Follow these steps in order. Do not skip steps or call `scrape_start` before `scrape_analyze_columns` completes.

### Step 1 — Detect tables

```bash
datalens-mcp-call scrape_detect_tables '{"url":"https://example.com","prompt":"article list"}'
```

Returns a list of detected table structures with `rootSelector`, `itemSelector`, `documentInfoPath`. Pick the best matching table and copy those three values for subsequent steps.

If the page requires login, ask the user to log in in Chrome first, then re-run this command.

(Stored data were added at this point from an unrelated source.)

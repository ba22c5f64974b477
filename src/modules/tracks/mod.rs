pub mod controller;
pub mod router;
pub mod service;

pub use router::init_tracks_router;
pub use service::TrackService;
//! Level (niveau) models and DTOs.

use chrono::{DateTime, Utc};
use kaayjang_core::serde::{deserialize_optional_trimmed, deserialize_trimmed};
use serde::{Deserialize, Serialize};
use sqlx::FromRow;
use utoipa::ToSchema;
use validator::Validate;

use crate::classes::ClassWithTrack;
use crate::ids::LevelId;
use crate::tracks::Track;

#[derive(Debug, Clone, PartialEq, Serialize, Deserialize, FromRow, ToSchema)]
#[serde(rename_all = "camelCase")]
pub struct Level {
    pub id: LevelId,
    #[serde(rename = "libelle")]
    pub label: String,
    pub created_at: DateTime<Utc>,
    pub updated_at: DateTime<Utc>,
}

#[derive(Debug, Deserialize, Validate, ToSchema)]
pub struct CreateLevelDto {
    #[serde(rename = "libelle", deserialize_with = "deserialize_trimmed")]
    #[validate(length(min = 1, message = "libelle is required"))]
    #[schema(example = "6ème")]
    pub label: String,
}

#[derive(Debug, Default, Deserialize, Validate, ToSchema)]
pub struct UpdateLevelDto {
    #[serde(
        rename = "libelle",
        default,
        deserialize_with = "deserialize_optional_trimmed"
    )]
    #[validate(length(min = 1, message = "libelle cannot be empty"))]
    pub label: Option<String>,
}

/// A level with every track and class attached to it.
#[derive(Debug, Serialize, ToSchema)]
pub struct LevelDetails {
    #[serde(flatten)]
    pub level: Level,
    pub filieres: Vec<Track>,
    pub classes: Vec<ClassWithTrack>,
}

/// A level together with the number of classes it holds.
#[derive(Debug, Serialize, FromRow, ToSchema)]
#[serde(rename_all = "camelCase")]
pub struct LevelClassCount {
    #[serde(flatten)]
    #[sqlx(flatten)]
    pub level: Level,
    pub classes_count: i64,
}

#[cfg(test)]
mod tests {
    use super::*;

    #[test]
    fn test_create_level_dto_validation() {
        let valid: CreateLevelDto = serde_json::from_str(r#"{"libelle":"6ème"}"#).unwrap();
        assert!(valid.validate().is_ok());
        assert_eq!(valid.label, "6ème");

        let blank: CreateLevelDto = serde_json::from_str(r#"{"libelle":"   "}"#).unwrap();
        let errors = blank.validate().unwrap_err();
        assert!(errors.field_errors().contains_key("label"));
    }

    #[test]
    fn test_create_level_dto_requires_libelle() {
        let result = serde_json::from_str::<CreateLevelDto>("{}");
        assert!(result.is_err());
    }

    #[test]
    fn test_update_level_dto_validation() {
        let empty: UpdateLevelDto = serde_json::from_str("{}").unwrap();
        assert!(empty.label.is_none());
        assert!(empty.validate().is_ok());

        let blank: UpdateLevelDto = serde_json::from_str(r#"{"libelle":""}"#).unwrap();
        assert!(blank.validate().is_err());
    }

    #[test]
    fn test_level_serializes_public_field_names() {
        let level = Level {
            id: LevelId::from("lvl-1"),
            label: "5ème".to_string(),
            created_at: Utc::now(),
            updated_at: Utc::now(),
        };
        let value = serde_json::to_value(&level).unwrap();

        assert_eq!(value["id"], "lvl-1");
        assert_eq!(value["libelle"], "5ème");
        assert!(value.get("createdAt").is_some());
        assert!(value.get("updatedAt").is_some());
    }

    #[test]
    fn test_level_class_count_is_flattened() {
        let row = LevelClassCount {
            level: Level {
                id: LevelId::from("lvl-1"),
                label: "6ème".to_string(),
                created_at: Utc::now(),
                updated_at: Utc::now(),
            },
            classes_count: 3,
        };
        let value = serde_json::to_value(&row).unwrap();

        assert_eq!(value["libelle"], "6ème");
        assert_eq!(value["classesCount"], 3);
    }
}
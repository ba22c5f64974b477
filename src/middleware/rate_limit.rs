use std::net::{IpAddr, Ipv4Addr, SocketAddr};
use std::num::NonZeroU32;
use std::sync::Arc;
use std::time::Duration;

use anyhow::anyhow;
use axum::{
    extract::{ConnectInfo, Request, State},
    http::{HeaderValue, header::RETRY_AFTER},
    middleware::Next,
    response::{IntoResponse, Response},
};
use governor::{
    DefaultKeyedRateLimiter, Quota, RateLimiter,
    clock::{Clock, DefaultClock},
};
use kaayjang_config::RateLimitConfig;
use kaayjang_core::AppError;
use tracing::warn;

const FORWARDED_FOR: &str = "x-forwarded-for";

/// Token bucket per client IP: `max_requests` tokens, one regained every
/// `window / max_requests`.
pub struct ApiRateLimiter {
    limiter: DefaultKeyedRateLimiter<IpAddr>,
    clock: DefaultClock,
}

impl ApiRateLimiter {
    /// `None` when rate limiting is disabled.
    pub fn from_config(config: &RateLimitConfig) -> Option<Arc<Self>> {
        if !config.enabled {
            return None;
        }

        let burst = NonZeroU32::new(config.max_requests).unwrap_or(NonZeroU32::MIN);
        let quota = Quota::with_period(config.replenish_interval())
            .unwrap_or_else(|| Quota::per_second(burst))
            .allow_burst(burst);

        Some(Arc::new(Self {
            limiter: RateLimiter::keyed(quota),
            clock: DefaultClock::default(),
        }))
    }

    /// Seconds until `ip` may retry, or `None` if the request is allowed.
    fn check(&self, ip: IpAddr) -> Option<u64> {
        match self.limiter.check_key(&ip) {
            Ok(()) => None,
            Err(not_until) => {
                let wait = not_until.wait_time_from(self.clock.now());
                Some(wait.as_secs().max(1))
            }
        }
    }

    /// Drops buckets that are full again, every minute, until the limiter
    /// itself is dropped.
    pub fn spawn_pruning(self: &Arc<Self>) {
        let weak = Arc::downgrade(self);
        tokio::spawn(async move {
            let mut interval = tokio::time::interval(Duration::from_secs(60));
            interval.tick().await;
            loop {
                interval.tick().await;
                match weak.upgrade() {
                    Some(limiter) => limiter.limiter.retain_recent(),
                    None => break,
                }
            }
        });
    }
}

/// The peer address, or the first `X-Forwarded-For` entry when there is no
/// socket (e.g. in-process requests).
fn client_ip(req: &Request) -> IpAddr {
    if let Some(ConnectInfo(addr)) = req.extensions().get::<ConnectInfo<SocketAddr>>() {
        return addr.ip();
    }

    req.headers()
        .get(FORWARDED_FOR)
        .and_then(|v| v.to_str().ok())
        .and_then(|v| v.split(',').next())
        .and_then(|v| v.trim().parse().ok())
        .unwrap_or(IpAddr::V4(Ipv4Addr::LOCALHOST))
}

pub async fn rate_limit_middleware(
    State(limiter): State<Arc<ApiRateLimiter>>,
    req: Request,
    next: Next,
) -> Response {
    let ip = client_ip(&req);

    if let Some(retry_after) = limiter.check(ip) {
        warn!(client_ip = %ip, retry_after, "Rate limit exceeded");

        let mut response = AppError::too_many_requests(anyhow!(
            "Too many requests, please try again later"
        ))
        .into_response();
        if let Ok(value) = HeaderValue::from_str(&retry_after.to_string()) {
            response.headers_mut().insert(RETRY_AFTER, value);
        }
        return response;
    }

    next.run(req).await
}
//! Track (filière) models and DTOs.
//!
//! Every track belongs to exactly one level.

use chrono::{DateTime, Utc};
use kaayjang_core::serde::{deserialize_optional_trimmed, deserialize_trimmed};
use serde::{Deserialize, Serialize};
use sqlx::FromRow;
use utoipa::ToSchema;
use validator::Validate;

use crate::classes::ClassWithCount;
use crate::ids::{LevelId, TrackId};
use crate::levels::Level;

#[derive(Debug, Clone, PartialEq, Serialize, Deserialize, FromRow, ToSchema)]
#[serde(rename_all = "camelCase")]
pub struct Track {
    pub id: TrackId,
    #[serde(rename = "libelle")]
    pub label: String,
    #[serde(rename = "niveauId")]
    pub level_id: LevelId,
    pub created_at: DateTime<Utc>,
    pub updated_at: DateTime<Utc>,
}

#[derive(Debug, Deserialize, Validate, ToSchema)]
pub struct CreateTrackDto {
    #[serde(rename = "libelle", deserialize_with = "deserialize_trimmed")]
    #[validate(length(min = 1, message = "libelle is required"))]
    #[schema(example = "Sciences")]
    pub label: String,
    #[serde(rename = "niveauId", deserialize_with = "deserialize_trimmed")]
    #[validate(length(min = 1, message = "niveauId is required"))]
    pub level_id: String,
}

#[derive(Debug, Default, Deserialize, Validate, ToSchema)]
pub struct UpdateTrackDto {
    #[serde(
        rename = "libelle",
        default,
        deserialize_with = "deserialize_optional_trimmed"
    )]
    #[validate(length(min = 1, message = "libelle cannot be empty"))]
    pub label: Option<String>,
    #[serde(
        rename = "niveauId",
        default,
        deserialize_with = "deserialize_optional_trimmed"
    )]
    #[validate(length(min = 1, message = "niveauId cannot be empty"))]
    pub level_id: Option<String>,
}

/// A track with its level and the number of classes it holds.
#[derive(Debug, Serialize, ToSchema)]
#[serde(rename_all = "camelCase")]
pub struct TrackSummary {
    #[serde(flatten)]
    pub track: Track,
    pub niveau: Level,
    pub classes_count: i64,
}

/// A track with its level and its classes, each carrying a student count.
#[derive(Debug, Serialize, ToSchema)]
pub struct TrackDetails {
    #[serde(flatten)]
    pub track: Track,
    pub niveau: Level,
    pub classes: Vec<ClassWithCount>,
}

/// A track together with the number of classes it holds.
#[derive(Debug, Serialize, FromRow, ToSchema)]
#[serde(rename_all = "camelCase")]
pub struct TrackClassCount {
    #[serde(flatten)]
    #[sqlx(flatten)]
    pub track: Track,
    pub classes_count: i64,
}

### Step 2 (optional) — Inspect tree for expand buttons

```bash
datalens-mcp-call scrape_get_table_tree '{"rootSelector":"<from step 1>","itemSelector":"<from step 1>","documentInfoPath":"<from step 1>"}'
```

Use when the data has nested replies, collapsed rows, or "load more" buttons. Inspect the `_uid`-annotated tree in the output to identify expand button UIDs.

### Step 2b (optional) — Expand and re-detect

```bash
datalens-mcp-call scrape_click_expand_and_redetect '{"rootSelector":"...","itemSelector":"...","documentInfoPath":"...","expandButtonUids":[{"type":"reply","uids":["uid1","uid2"]}]}'
```

The extension clicks the buttons, waits for new content, then re-detects. Use the updated `rootSelector`/`itemSelector`/`documentInfoPath` from this output in Step 3.

### Step 3 — Analyze columns

```bash
datalens-mcp-call scrape_analyze_columns '{"rootSelector":"...","itemSelector":"...","documentInfoPath":"...","url":"https://example.com","prompt":"article list"}'
```

Calls the backend AI to identify fields, data types, and pagination. Returns a `scraperConfig` and `jobDraft`. Confirm the field list looks correct before proceeding.

### Step 4 — Start scraping

```bash
# Pass the jobDraft object returned by scrape_analyze_columns
datalens-mcp-call scrape_start '{"jobDraft":<paste jobDraft here>,"maxRecords":10}'
```

Returns a `jobId`. Use `maxRecords: 10` for a preview run first.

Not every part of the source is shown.